§ **Work request**
Return, word for word, only the lines from the one containing "assert_eq!(frame.filtered.len(), 2);" through the last line of the entries.
-----
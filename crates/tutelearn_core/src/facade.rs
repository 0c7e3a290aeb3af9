//! crates/tutelearn_core/src/facade.rs
//!
//! The single entry point exposed to the rendering layer. Wraps the
//! session state machine: every mutation returns a fresh read-only
//! snapshot, so the renderer never touches engine internals. Failure
//! conditions from the inner components propagate unchanged; the façade
//! adds no error kinds of its own.

use chrono::{DateTime, Utc};
use serde::Serialize;
use uuid::Uuid;

use crate::domain::{
    AnswerPreview, CompletionRecord, ContentItem, Phase, Question, SubmittedAnswer, Topic,
    TopicData,
};
use crate::error::{EngineError, EngineResult};
use crate::gate::CompletionGate;
use crate::session::LearningSession;
use crate::validator;

//=========================================================================================
// Snapshots
//=========================================================================================

/// A read-only view of the session, emitted after every mutation.
#[derive(Debug, Clone, Serialize)]
pub struct SessionSnapshot {
    pub session_id: Uuid,
    pub learner_id: Uuid,
    pub topic_id: Uuid,
    pub phase: Phase,
    /// Cursor into the content list; `None` outside the learning phase.
    pub current_content_index: Option<usize>,
    /// Cursor into the question list; `None` outside the quiz phase.
    pub current_question_index: Option<usize>,
    pub total_content_items: usize,
    pub total_questions: usize,
    /// Sorted for a stable wire representation.
    pub completed_item_ids: Vec<Uuid>,
    pub answered_count: usize,
    pub score: Option<u32>,
    pub percentage: Option<u32>,
    pub passed: Option<bool>,
    pub tute_points_earned: Option<u32>,
    pub started_at: DateTime<Utc>,
    pub completed_at: Option<DateTime<Utc>>,
}

//=========================================================================================
// The Façade
//=========================================================================================

/// Owns one learner's session and mediates every interaction with it.
#[derive(Debug)]
pub struct SessionFacade {
    session: LearningSession,
}

impl SessionFacade {
    /// Validates raw topic data and starts a session in the learning
    /// phase. Fail-closed: a validation error leaves nothing constructed.
    pub fn create(data: TopicData, learner_id: Uuid, gate: CompletionGate) -> EngineResult<Self> {
        let topic = Topic::from_data(data)?;
        Ok(Self {
            session: LearningSession::new(topic, learner_id, gate),
        })
    }

    pub fn session_id(&self) -> Uuid {
        self.session.id()
    }

    pub fn learner_id(&self) -> Uuid {
        self.session.learner_id()
    }

    pub fn topic_id(&self) -> Uuid {
        self.session.topic_id()
    }

    /// The current read-only view, without mutating anything.
    pub fn snapshot(&self) -> SessionSnapshot {
        let session = &self.session;
        let mut completed: Vec<Uuid> = session.completed_item_ids().iter().copied().collect();
        completed.sort();

        let outcome = session.outcome();
        SessionSnapshot {
            session_id: session.id(),
            learner_id: session.learner_id(),
            topic_id: session.topic_id(),
            phase: session.phase(),
            current_content_index: session.current_content_index(),
            current_question_index: session.current_question_index(),
            total_content_items: session.content_items().len(),
            total_questions: session.questions().len(),
            completed_item_ids: completed,
            answered_count: session
                .answers()
                .iter()
                .filter(|slot| slot.is_answered())
                .count(),
            score: outcome.map(|o| o.correct_count),
            percentage: outcome.map(|o| o.percentage),
            passed: outcome.map(|o| o.passed),
            tute_points_earned: outcome.map(|o| o.tute_points_earned),
            started_at: session.started_at(),
            completed_at: session.completed_at(),
        }
    }

    /// The content items in their topic order, for rendering the sidebar.
    pub fn content_items(&self) -> &[ContentItem] {
        self.session.content_items()
    }

    /// The assessment questions in their topic order.
    pub fn questions(&self) -> &[Question] {
        self.session.questions()
    }

    //=====================================================================================
    // Mutations (thin pass-throughs, each returning the post-state)
    //=====================================================================================

    pub fn mark_item_complete(&mut self, item_id: Uuid) -> EngineResult<SessionSnapshot> {
        self.session.mark_item_complete(item_id)?;
        Ok(self.snapshot())
    }

    pub fn record_video_progress(
        &mut self,
        item_id: Uuid,
        watched_secs: u32,
    ) -> EngineResult<SessionSnapshot> {
        self.session.record_video_progress(item_id, watched_secs)?;
        Ok(self.snapshot())
    }

    pub fn record_answer(
        &mut self,
        question_index: usize,
        answer: SubmittedAnswer,
    ) -> EngineResult<SessionSnapshot> {
        self.session.record_answer(question_index, answer)?;
        Ok(self.snapshot())
    }

    pub fn advance_question(&mut self) -> EngineResult<SessionSnapshot> {
        self.session.advance_question()?;
        Ok(self.snapshot())
    }

    pub fn navigate_to(&mut self, index: usize) -> EngineResult<SessionSnapshot> {
        self.session.navigate_to(index)?;
        Ok(self.snapshot())
    }

    //=====================================================================================
    // Read-only extras
    //=====================================================================================

    /// Non-authoritative immediate feedback for one question: re-runs the
    /// validator against the currently recorded answer. Cannot touch the
    /// score or point totals, which are computed only by the
    /// quiz-to-completed edge.
    pub fn preview_answer(&self, question_index: usize) -> EngineResult<AnswerPreview> {
        if self.session.phase() == Phase::Learning {
            return Err(EngineError::InvalidPhaseOperation {
                operation: "preview_answer",
                phase: self.session.phase(),
            });
        }
        let question = self.session.questions().get(question_index).ok_or(
            EngineError::OutOfRange {
                index: question_index,
                len: self.session.questions().len(),
            },
        )?;
        let answer = &self.session.answers()[question_index];
        Ok(AnswerPreview {
            question_index,
            answered: answer.is_answered(),
            correct: validator::is_correct(question, answer),
            points: question.points,
            explanation: question.explanation.clone(),
        })
    }

    /// The output-boundary record for the rewards ledger. `Some` only once
    /// the session has completed.
    pub fn completion_record(&self) -> Option<CompletionRecord> {
        let outcome = self.session.outcome()?;
        let completed_at = self.session.completed_at()?;
        Some(CompletionRecord {
            score: outcome.correct_count,
            total_questions: outcome.total_questions,
            percentage: outcome.percentage,
            passed: outcome.passed,
            tute_points_earned: outcome.tute_points_earned,
            answers: self.session.answers().to_vec(),
            started_at: self.session.started_at(),
            completed_at,
        })
    }
}
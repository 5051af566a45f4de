//! Domain types shared by the loader and the dashboard.
//!
//! This module defines:
//!
//! - the streamed ingestion unit (`SalesRecord`) and load summary (`LoadResult`)
//! - the fetched mart row (`MartRow`)
//! - session-scoped filter state (`FilterState`, `RegionFilter`, `DateSelection`)
//! - computed dashboard metrics (`Kpis`)

pub mod types;

pub use types::*;
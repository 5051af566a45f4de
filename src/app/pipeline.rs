//! Shared dashboard refresh pipeline used by both the TUI and the report.
//!
//! Keeping this in one place avoids duplicating the core workflow:
//! fetched table -> filter domain -> filtered rows -> KPIs -> chart series
//!
//! The TUI and the report then focus on presentation (widgets vs text).
//! Every stage takes explicit inputs and returns values; no stage reads or
//! writes ambient state.

use chrono::NaiveDate;

use crate::domain::{DateSelection, FilterState, Kpis, MartRow, RegionFilter};
use crate::metrics::{
    FilterDomain, apply_filters, compute_kpis, daily_revenue_trend, detail_rows, filter_domain,
    revenue_by_product, revenue_by_region,
};

/// Everything one refresh computes, ready to render.
#[derive(Debug, Clone)]
pub struct DashboardFrame {
    /// Row count of the fetched (unfiltered) table.
    pub fetched_rows: usize,
    pub domain: FilterDomain,
    pub filters: FilterState,
    pub filtered: Vec<MartRow>,
    pub kpis: Kpis,
    pub trend: Vec<(NaiveDate, f64)>,
    pub by_region: Vec<(String, f64)>,
    pub by_product: Vec<(String, f64)>,
    /// Filtered rows, newest first, for the detail table and exports.
    pub detail: Vec<MartRow>,
}

/// The default selection for a freshly fetched table: every region, the full
/// date span. Recomputed whenever a fresh fetch replaces the table.
pub fn default_filters(domain: &FilterDomain) -> FilterState {
    let dates = match (domain.date_min, domain.date_max) {
        (Some(start), Some(end)) => DateSelection::Range { start, end },
        _ => DateSelection::Incomplete,
    };
    FilterState {
        region: RegionFilter::All,
        dates,
    }
}

/// Run the filter/aggregate stages over a fetched table.
pub fn build_frame(table: &[MartRow], filters: &FilterState) -> DashboardFrame {
    let domain = filter_domain(table);
    let filtered = apply_filters(table, filters);
    let kpis = compute_kpis(&filtered);
    let trend = daily_revenue_trend(&filtered);
    let by_region = revenue_by_region(&filtered);
    let by_product = revenue_by_product(&filtered);
    let detail = detail_rows(&filtered);

    DashboardFrame {
        fetched_rows: table.len(),
        domain,
        filters: filters.clone(),
        filtered,
        kpis,
        trend,
        by_region,
        by_product,
        detail,
    }
}

#[cfg(test)]
mod tests {
    use super::*;

    fn d(day: u32) -> NaiveDate {
        NaiveDate::from_ymd_opt(2024, 1, day).unwrap()
    }

    fn row(day: u32, region: &str, product: &str, revenue: f64) -> MartRow {
        MartRow {
            order_date: d(day),
            region: region.to_string(),
            product: product.to_string(),
            revenue,
            order_count: 2,
            customer_count: 1,
            avg_order_value: revenue / 2.0,
        }
    }

    #[test]
    fn default_filters_span_the_whole_table() {
        let table = vec![row(5, "East", "Widget", 10.0), row(28, "West", "Gadget", 5.0)];
        let filters = default_filters(&filter_domain(&table));
        assert_eq!(filters.region, RegionFilter::All);
        assert_eq!(
            filters.dates,
            DateSelection::Range {
                start: d(5),
                end: d(28),
            }
        );
    }

    #[test]
    fn default_filters_for_an_empty_table_are_unbounded() {
        let filters = default_filters(&filter_domain(&[]));
        assert_eq!(filters.dates, DateSelection::Incomplete);
    }

    #[test]
    fn frame_wires_filtered_rows_through_every_stage() {
        let table = vec![
            row(10, "East", "Widget", 10.0),
            row(15, "East", "Gadget", 30.0),
            row(25, "East", "Widget", 7.0),
            row(12, "West", "Widget", 100.0),
        ];
        let filters = FilterState {
            region: RegionFilter::Only("East".to_string()),
            dates: DateSelection::Range {
                start: d(10),
                end: d(20),
            },
        };

        let frame = build_frame(&table, &filters);

        assert_eq!(frame.fetched_rows, 4);
        assert_eq!(frame.filtered.len(), 2);
        assert_eq!(frame.kpis.total_revenue, 40.0);
        assert_eq!(frame.trend, vec![(d(10), 10.0), (d(15), 30.0)]);
        assert_eq!(frame.by_region, vec![("East".to_string(), 40.0)]);
        assert_eq!(frame.by_product[0].0, "Gadget");
        assert_eq!(frame.detail[0].order_date, d(15));
        // The domain reflects the fetched table, not the filtered subset.
        assert_eq!(frame.domain.regions, ["East", "West"]);
    }
}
-----
§ **Result for this exercise**
        assert_eq!(frame.filtered.len(), 2);
        assert_eq!(frame.kpis.total_revenue, 40.0);
        assert_eq!(frame.trend, vec![(d(10), 10.0), (d(15), 30.0)]);
        assert_eq!(frame.by_region, vec![("East".to_string(), 40.0)]);
        assert_eq!(frame.by_product[0].0, "Gadget");
        assert_eq!(frame.detail[0].order_date, d(15));
        // The domain reflects the fetched table, not the filtered subset.
        assert_eq!(frame.domain.regions, ["East", "West"]);
    }
}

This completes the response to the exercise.